4:42 Now, let's try Python clients, client.py, let's see what happens. Great, as you can see, people deleted server response was 204, which is good,
4:58 this is what we were expecting. Let's go back to Postman and see if we actually deleted our documents, yes, the response is ok and as you can see,
5:09 the items array now is empty, so we actually deleted the people from our Mongo db instance. Great, let's switch back to our fist terminal window
5:23 where the server is running and we can see the sequence of our commands, this one is the delete,
5:29 which was used by our client with the response of course, and then, the get we did with postman is nice, isn't it? Alright, now that we can delete,
5:41 how about inserting some documents? Let me paste some more code here, specifically the post people function.
5:51 Now, as you can imagine, this is slightly more complex than the one liner we wrote before, but not too much, actually.
5:58 So we have an array with two documents because if I didn't tell you already, Eve supports bulk inserts by default,
6:06 which means that with a single request, you can store more than one document, actually, an unlimited number of documents.
6:13 So here we are going to send a post request for two documents, the actual command as you can see is very similar
6:21 to the delete one we did before, request.post post requires a URL again to the endpoint data to be posted, and some more options.
6:35 Our helper method gives me the URL for the people endpoint, and our data array is simply dumped as Json,
6:42 and then we need to provide a header and specifically, we need to tell request or I should say we need to tell our server
6:51 that the data coming in is Json. And that's it, then we're printing the response status code as we did before with the delete command.

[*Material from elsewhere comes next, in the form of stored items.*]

use criterion::{criterion_group, criterion_main, Criterion};
use cascade_growth::cascade::{Cascade, generate_prefix_cascades};
use cascade_growth::features::extract_batch;

fn synthetic_cascades(n: i64, size: i64) -> Vec<Cascade> {
    (0..n)
        .map(|id| {
            let mut cascade = Cascade::new(id, 0, 0.0);
            for user in 1..=size {
                // attach each user under an earlier one to get some depth
                let parent = if user % 3 == 0 { user / 3 } else { 0 };
                cascade.add_event(user, parent, (user * (id % 7 + 1)) as f64);
            }
            cascade
        })
        .collect()
}

fn bench_extract_batch(c: &mut Criterion) {
    let mut cascades = synthetic_cascades(500, 200);

    c.bench_function("extract_batch_k50", |b| {
        b.iter(|| {
            let mut prefixes = generate_prefix_cascades(&mut cascades, 50);
            extract_batch(&mut prefixes)
        })
    });
}

criterion_group!(benches, bench_extract_batch);
criterion_main!(benches);
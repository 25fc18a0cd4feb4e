use serde::{Deserialize, Deserializer};
use serde_json::Value;

/// Accepts `null` where a list is expected.
fn null_as_empty<'de, D, T>(deserializer: D) -> Result<Vec<T>, D::Error>
where
    D: Deserializer<'de>,
    T: Deserialize<'de>,
{
    Ok(Option::<Vec<T>>::deserialize(deserializer)?.unwrap_or_default())
}

/// Most Impact resources are wrapped in a `{"data": ...}` object.
#[derive(Debug, Deserialize)]
pub struct DataEnvelope<T> {
    pub data: T,
}

#[derive(Debug, Deserialize)]
pub struct ItemsSchema<T> {
    pub items: Vec<T>,
}

/// Status of a compilation or an experiment execution.
#[derive(Debug, Clone, Deserialize)]
pub struct ExecutionStatusResponse {
    pub status: String,
}

#[derive(Debug, Clone, Deserialize)]
pub struct AsyncErrorSchema {
    #[serde(default)]
    pub message: Option<String>,
    #[serde(default)]
    pub code: Option<i64>,
}

/// Status of an import, export, conversion or cleanup job.
///
/// `data` carries the server chosen identifiers once the job is ready and
/// `error` the failure cause once it has failed.
#[derive(Debug, Clone, Deserialize)]
#[serde(rename_all = "camelCase")]
pub struct AsyncStatusResponse {
    pub status: String,
    #[serde(default)]
    pub data: Option<Value>,
    #[serde(default)]
    pub error: Option<AsyncErrorSchema>,
    #[serde(default, deserialize_with = "null_as_empty")]
    pub import_warnings: Vec<String>,
}

impl AsyncStatusResponse {
    /// Message of the failure cause, `"None"` when the server left it out.
    pub fn error_message(&self) -> String {
        self.error
            .as_ref()
            .and_then(|e| e.message.clone())
            .unwrap_or_else(|| "None".to_string())
    }
}

#[derive(Debug, Clone, Deserialize)]
#[serde(rename_all = "camelCase")]
pub struct ProjectResponse {
    pub id: String,
    #[serde(default)]
    pub project_type: Option<String>,
    #[serde(default)]
    pub storage_location: Option<String>,
    #[serde(default)]
    pub definition: Value,
}

#[derive(Debug, Clone, Deserialize)]
#[serde(rename_all = "camelCase")]
pub struct ProjectContentResponse {
    pub id: String,
    #[serde(default)]
    pub relpath: Option<String>,
    #[serde(default)]
    pub content_type: Option<String>,
    #[serde(default)]
    pub name: Option<String>,
    #[serde(default)]
    pub default_disabled: bool,
}

#[derive(Debug, Clone, Deserialize)]
pub struct WorkspaceResponse {
    pub id: String,
    #[serde(default)]
    pub definition: Value,
}

#[derive(Debug, Clone, Deserialize)]
#[serde(rename_all = "camelCase")]
pub struct ExternalResultResponse {
    pub id: String,
    #[serde(default)]
    pub name: Option<String>,
    #[serde(default)]
    pub description: Option<String>,
    #[serde(default)]
    pub workspace_id: Option<String>,
}

/// A modifier of a model executable, as returned by the FMU setup.
#[derive(Debug, Clone, Deserialize)]
pub struct ModifierSchema {
    pub name: String,
    pub value: Value,
}

/// Answer of the FMU setup. With `getCached=true` a missing or empty `id`
/// means no cached executable matches the compilation input.
#[derive(Debug, Clone, Deserialize)]
pub struct FmuSetupResponse {
    #[serde(default)]
    pub id: Option<String>,
    #[serde(default, deserialize_with = "null_as_empty")]
    pub parameters: Vec<ModifierSchema>,
}

impl FmuSetupResponse {
    pub fn fmu_id(&self) -> Option<&str> {
        self.id.as_deref().filter(|id| !id.is_empty())
    }
}

#[derive(Debug, Clone, Deserialize)]
#[serde(rename_all = "camelCase")]
pub struct ArtifactMetaResponse {
    pub id: String,
    pub download_as: String,
}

7:01 Let's see what happens, if we after deleting all the people at the endpoint, post some people to the same endpoint.
7:10 You see this way every time we launch our script, we clean our endpoint and then we post,
7:16 let's go back to our terminal window and launch our client again, alright, first comes the delete with 204,
7:30 which is no content, it is what we expected, and then, people had been posted and the response was 201, which is created, so it looks good.
7:41 Let's go back to Postman and check the people endpoint, it was an empty endpoint, now it should have two documents,
7:48 here they are, this is an array with two documents, looking good. Back to our code, how about we now get data from the server,
7:57 let's do that, get people function, one liner again, request.get url for people so get at the people endpoint and as you guess already
8:11 the response status code is printed on the second line. Get people, so first, delete everything, then post people and then download,
8:22 now if we download these guys here we probably also want to see them to make sure we downloaded the right data, so we might do something like this,
8:31 so if the status code is actually ok, we get the Json from the response here, and of that Json, we get the items array,
8:40 we print the number of people in this line and then we iterate over the people array so for person in people and for every person we print first name
8:51 and the unique id of the person, it should be good, let's save, and again, launch our client. So we got delete in, then we got a post in and finally,
9:07 we downloaded from the server with a ok response. Two people were downloaded, one was John with this id and then it was Mike with this id. Great.
9:18 So to wrap it up, I will say that all in all writing Rest clients in Python is really easy, and this is mostly thanks to the request library
9:28 which does most of the work for us. If you think about it, our functions here are just one or two liners,
9:35 and if the get people which is the most complex has only one meaningful line which is this one, the Rest is just parsing.